HUNTER×HUNTER   〜ヒソカ〜




「おかえり」

その言葉は、キミが僕の帰る場所なんだと、実感させてくれる。



他人のことに興味はなかった。
別に、他人の命なんてどうでもよかったし―――そう、自分の帰る場所でさえ、興味なかったハズ。


帰る。


そんな言葉を使うことなんて、キミに出会うまでは滅多になかった。
帰る?どこに?
帰る場所なんて、興味がなかった。

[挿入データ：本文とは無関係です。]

//! Cutting planes: a fixed set sized by the engine, at most one selected.

use crate::engine::{DisplayEngine, FenceColor};
use crate::error::{Result, SceneError};
use crate::settings::CPlaneSettings;
use glam::DVec3;
use serde::{Deserialize, Serialize};

#[derive(Debug, Clone, PartialEq)]
pub struct CuttingPlane {
    pub tilt: f64,
    pub rotation: f64,
    pub position: DVec3,
    pub shading: FenceColor,
}

impl CuttingPlane {
    fn from_settings(settings: &CPlaneSettings) -> Self {
        Self {
            tilt: settings.tilt,
            rotation: settings.rotation,
            position: DVec3::from(settings.position),
            shading: settings.shading,
        }
    }
}

/// Plane settings a change touched.
#[derive(Debug, Clone, Copy, PartialEq, Eq, Serialize, Deserialize)]
#[serde(rename_all = "lowercase")]
pub enum CPlaneField {
    Rotation,
    Position,
    Shading,
}

#[derive(Debug, Clone)]
pub struct CuttingPlaneManager {
    planes: Vec<CuttingPlane>,
    selected: Option<usize>,
}

impl CuttingPlaneManager {
    /// One plane per engine slot, all starting from the preferences.
    pub fn new(count: usize, settings: &CPlaneSettings) -> Self {
        Self {
            planes: vec![CuttingPlane::from_settings(settings); count],
            selected: None,
        }
    }

    pub fn len(&self) -> usize {
        self.planes.len()
    }

    pub fn is_empty(&self) -> bool {
        self.planes.is_empty()
    }

    pub fn selected(&self) -> Option<usize> {
        self.selected
    }

    pub fn plane_mut(&mut self, index: usize) -> Result<&mut CuttingPlane> {
        let count = self.planes.len();
        self.planes.get_mut(index).ok_or_else(|| out_of_range(index, count))
    }

    /// Selects one plane and unselects every other one.
    pub fn select<E: DisplayEngine>(&mut self, engine: &mut E, index: usize) -> Result<()> {
        if index >= self.planes.len() {
            return Err(out_of_range(index, self.planes.len()));
        }

        for plane in 0..self.planes.len() {
            if plane == index {
                engine.select_cplane(plane);
            } else {
                engine.unselect_cplane(plane);
            }
        }
        self.selected = Some(index);
        tracing::debug!(index, "cutting plane selected");
        Ok(())
    }

    /// Pushes only the listed fields of one plane.
    pub fn update<E: DisplayEngine>(
        &self,
        engine: &mut E,
        index: usize,
        fields: &[CPlaneField],
    ) -> Result<()> {
        let plane = self
            .planes
            .get(index)
            .ok_or_else(|| out_of_range(index, self.planes.len()))?;

        for field in fields {
            match field {
                CPlaneField::Rotation => engine.set_cplane_rotation(index, plane.tilt, plane.rotation),
                CPlaneField::Position => {
                    let p = plane.position;
                    engine.set_cplane_translation(index, p.x, p.y, p.z);
                }
                CPlaneField::Shading => engine.set_fence_color(plane.shading),
            }
        }
        Ok(())
    }
}

fn out_of_range(index: usize, count: usize) -> SceneError {
    SceneError::Precondition(format!(
        "cutting plane index {index} out of range ({count} planes)"
    ))
}

#[cfg(test)]
mod tests {
    use super::*;
    use crate::engine::RecordingEngine;

    #[test]
    fn test_select_unselects_the_rest() {
        let mut engine = RecordingEngine::new().with_cplanes(4);
        let mut planes = CuttingPlaneManager::new(engine.cplane_count(), &CPlaneSettings::default());

        planes.select(&mut engine, 2).unwrap();
        assert_eq!(planes.selected(), Some(2));
        assert_eq!(
            engine.calls(),
            ["unselect_cplane(0)", "unselect_cplane(1)", "select_cplane(2)", "unselect_cplane(3)"]
        );
    }

    #[test]
    fn test_select_out_of_range() {
        let mut engine = RecordingEngine::new().with_cplanes(4);
        let mut planes = CuttingPlaneManager::new(4, &CPlaneSettings::default());

        let err = planes.select(&mut engine, 4).unwrap_err();
        assert!(matches!(err, SceneError::Precondition(_)));
        assert_eq!(planes.selected(), None);
        assert!(engine.calls().is_empty());
    }

    #[test]
    fn test_update_pushes_listed_fields_only() {
        let mut engine = RecordingEngine::new();
        let mut planes = CuttingPlaneManager::new(4, &CPlaneSettings::default());
        {
            let plane = planes.plane_mut(1).unwrap();
            plane.tilt = 15.0;
            plane.rotation = 90.0;
            plane.shading = FenceColor::Blend;
        }

        planes.update(&mut engine, 1, &[CPlaneField::Rotation]).unwrap();
        assert_eq!(engine.take_calls(), ["set_cplane_rotation(1, 15, 90)"]);

        planes.update(&mut engine, 1, &[CPlaneField::Shading, CPlaneField::Position]).unwrap();
        assert_eq!(
            engine.take_calls(),
            ["set_fence_color(3)", "set_cplane_translation(1, 0, 0, 0)"]
        );
    }
}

だから、そんな言葉、使うわけがないだろう?

だけど、いつの間にか。
どこか出かけたら、キミのところへ『帰ろう』と思う自分がいて。

あまり使うことがなかった言葉を、使うようになった。

「ただいま」

そう言えば、ニッコリ笑って「おかえり、ヒソカ」というキミ。
そこでキミを抱きしめれば、ボクは満足。

「おかえり」

その一言が、ボクに『帰る』ということを教えてくれた。

「おかえり」

その一言で、キミがボクを待っていてくれると感じることが出来る。

今もボクは、キミ以外の人間に興味はない。
他人の命なんて、どうでもいい。
他の誰に何を言われても、特に何も感じない。

だけど。

キミが言う、「おかえり」は。

―――ボクが唯一執着する、言葉なんだよ。

「おかえり」

そう言ってくれるキミが、とてつもなく愛しいんだ。
だから、ボクは今日も『ただいま』といって、キミを抱きしめる。